映像の時代に、新聞の王タイムズ紙は

Permalink to 映像の時代に、新聞の王タイムズ紙は

20世紀になり映画が人々の生活に入り込み、文字だけの世界を窮屈だと感じる感性が出始めた時、イギリス新聞界にもその感性を体現したような人物が現れた。デイリー・エクスプレス紙の編集者アーサー・クリスチアンセンである。クリスチアンセンはレイアウトとデザインこそが新聞が成功するための鍵であるとの信念の下に、普通の読者が平易に読めるリーダブルな新聞作りを追求した。文字のサイズを大きくし、眼に優しいフォントに変え、バナー状の大見出しを多用し、見出し語は短く、大きく、大胆にして読者の関心を引くことを心掛けた。

クリスチアンセンが導入したレイアウトとデザインは、イギリス新聞界に革命的と言ってもよい影響を及ぼした。

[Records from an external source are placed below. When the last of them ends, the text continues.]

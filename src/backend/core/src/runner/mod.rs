//! Task execution: cooperative cancellation, the per-task execution
//! context handed to strategies, the local handler registry, and the
//! retrying task runner.

mod builtin;
mod context;
mod executor;
mod registry;

pub use builtin::register_builtin_tasks;
pub use context::{CancelToken, ExecutionContext, MAX_NESTING_DEPTH};
pub use executor::TaskRunner;
pub use registry::{LocalHandler, LocalTaskRegistry};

他紙もデイリー・エクスプレス紙に追随し、紙面のレイアウトの改革を行なった。それまで一般的であったコラムに文字がぎっしり詰まったページは過去のものとなり、ページに白地が目立つようになった。新聞が、文字で情報を伝達する媒体だけでなく、読者の眼を受け止める画面でもあることを意識した瞬間だと言って良いかも知れない。

タイムズ紙はこの流れにどう対応しただろうか。創刊後100年以上経過し、今やイギリス新聞界に君臨するタイムズ紙にとって、新しい動きに素早く反応するのは容易ではなかったようだ。読者のために腰を低くしてサービス精神を発揮することなど、新聞の王に相応しい態度ではない。タイムズ紙は、新しい動きを軽く受け流したのであろうか。

そうではなかったようだ。タイムズ紙はここでも歴史に名前を残した。タイポグラフィーの世界で。現代人になじみのあるフォント、タイムズ・ニュー・ロマンと呼ばれる新しい文字の型を生み出したのだ。タイムズ紙によれば、このフォントは「男性的で英国的で真直ぐで簡素で、気紛れと軽薄から無縁であること」を表しているという。タイムズ紙は、フォントという新しい衣装にみずからの伝統の魂を込めたと言えないだろうか。